#### Exercise instructions
Every line below between the line holding "(!s.is_empty() && s != NOT_AVAILABLE).then(||" and the line holding "if digits.chars().all(|c| c.is_ascii_digit())", inclusive, should be repeated exactly, and all other lines omitted.

#### Records for the task
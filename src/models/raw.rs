use serde::{Deserialize, Serialize};
use serde_json::{Map, Value};
use std::collections::{BTreeMap, BTreeSet};

/// Name of the catalog source that defines the universe of titles
pub const PRIMARY_SOURCE: &str = "tmdb";
/// Name of the ratings source used for enrichment
pub const SECONDARY_SOURCE: &str = "omdb";
/// `source_ids` entry holding the IMDb ID, whichever source supplied it
pub const IMDB_SOURCE: &str = "imdb";

/// Attribute names shared by the providers and the merger
pub mod attr {
    pub const TITLE: &str = "title";
    pub const TYPE: &str = "type";
    pub const YEAR: &str = "year";
    pub const RELEASE_DATE: &str = "release_date";
    pub const OVERVIEW: &str = "overview";
    pub const POPULARITY: &str = "popularity";
    pub const PLATFORMS: &str = "platforms";
    pub const GENRES: &str = "genres";
    pub const RATING: &str = "rating";
    pub const VOTES: &str = "votes";
    pub const IMDB_ID: &str = "imdb_id";
    pub const TMDB_RATING: &str = "tmdb_rating";
    pub const POSTER_PATH: &str = "poster_path";
    pub const SOURCE_IDS: &str = "source_ids";
}

/// Placeholder upstream APIs use for missing values
const NOT_AVAILABLE: &str = "N/A";

/// One record as returned by a source: a native key plus loosely typed attributes
#[derive(Debug, Clone, PartialEq, Serialize, Deserialize)]
pub struct RawRecord {
    pub key: String,
    #[serde(default)]
    pub attributes: Map<String, Value>,
}

/// Everything one source returned for a fetch cycle, in source order
#[derive(Debug, Clone, PartialEq, Serialize, Deserialize)]
pub struct RawCollection {
    pub source: String,
    pub records: Vec<RawRecord>,
}

impl RawCollection {
    pub fn new(source: impl Into<String>, records: Vec<RawRecord>) -> Self {
        Self {
            source: source.into(),
            records,
        }
    }

    pub fn empty(source: impl Into<String>) -> Self {
        Self::new(source, Vec::new())
    }

    pub fn len(&self) -> usize {
        self.records.len()
    }

    pub fn is_empty(&self) -> bool {
        self.records.is_empty()
    }
}

impl RawRecord {
    pub fn new(key: impl Into<String>) -> Self {
        Self {
            key: key.into(),
            attributes: Map::new(),
        }
    }

    /// Sets an attribute, builder style
    pub fn with(mut self, name: &str, value: impl Into<Value>) -> Self {
        self.set(name, value);
        self
    }

    /// Sets an attribute only when a value is present
    pub fn with_opt<V: Into<Value>>(mut self, name: &str, value: Option<V>) -> Self {
        if let Some(value) = value {
            self.set(name, value);
        }
        self
    }

    pub fn set(&mut self, name: &str, value: impl Into<Value>) {
        self.attributes.insert(name.to_string(), value.into());
    }

    /// Non-empty, trimmed string attribute
    pub fn text(&self, name: &str) -> Option<&str> {
        match self.attributes.get(name)? {
            Value::String(s) => {
                let s = s.trim();
                (!s.is_empty() && s != NOT_AVAILABLE).then_some(s)
            }
            _ => None,
        }
    }

    /// Numeric attribute; numeric strings such as `"8.2"` or `"1,234"` are accepted
    pub fn number(&self, name: &str) -> Option<f64> {
        match self.attributes.get(name)? {
            Value::Number(n) => n.as_f64(),
            Value::String(s) => s.trim().replace(',', "").parse().ok(),
            _ => None,
        }
    }

    /// Year attribute; accepts numbers, `"2010"`, `"2008–2013"` and `"2010-07-16"`
    pub fn year(&self, name: &str) -> Option<i32> {
        match self.attributes.get(name)? {
            Value::Number(n) => n.as_i64().and_then(|y| i32::try_from(y).ok()),
            Value::String(s) => parse_year(s),
            _ => None,
        }
    }

    /// Set-valued attribute; accepts a JSON array or a comma-separated string
    pub fn string_set(&self, name: &str) -> BTreeSet<String> {
        let clean = |s: &str| {
            let s = s.trim();
            (!s.is_empty() && s != NOT_AVAILABLE).then(|| s.to_string())
        };

        match self.attributes.get(name) {
            Some(Value::Array(items)) => items
                .iter()
                .filter_map(Value::as_str)
                .filter_map(clean)
                .collect(),
            Some(Value::String(s)) => s.split(',').filter_map(clean).collect(),
            _ => BTreeSet::new(),
        }
    }

    /// Map-valued attribute with string values
    pub fn string_map(&self, name: &str) -> BTreeMap<String, String> {
        match self.attributes.get(name) {
            Some(Value::Object(entries)) => entries
                .iter()
                .filter_map(|(k, v)| v.as_str().map(|v| (k.clone(), v.to_string())))
                .collect(),
            _ => BTreeMap::new(),
        }
    }
}

/// Extracts a leading four-digit year from free-form date text
pub fn parse_year(text: &str) -> Option<i32> {
    let text = text.trim();
    let digits = text.get(..4)?;
    if digits.chars().all(|c| c.is_ascii_digit()) {
        digits.parse().ok()
    } else {
        None
    }
}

#### Task solution
            (!s.is_empty() && s != NOT_AVAILABLE).then(|| s.to_string())
        };

        match self.attributes.get(name) {
            Some(Value::Array(items)) => items
                .iter()
                .filter_map(Value::as_str)
                .filter_map(clean)
                .collect(),
            Some(Value::String(s)) => s.split(',').filter_map(clean).collect(),
            _ => BTreeSet::new(),
        }
    }

    /// Map-valued attribute with string values
    pub fn string_map(&self, name: &str) -> BTreeMap<String, String> {
        match self.attributes.get(name) {
            Some(Value::Object(entries)) => entries
                .iter()
                .filter_map(|(k, v)| v.as_str().map(|v| (k.clone(), v.to_string())))
                .collect(),
            _ => BTreeMap::new(),
        }
    }
}

/// Extracts a leading four-digit year from free-form date text
pub fn parse_year(text: &str) -> Option<i32> {
    let text = text.trim();
    let digits = text.get(..4)?;
    if digits.chars().all(|c| c.is_ascii_digit()) {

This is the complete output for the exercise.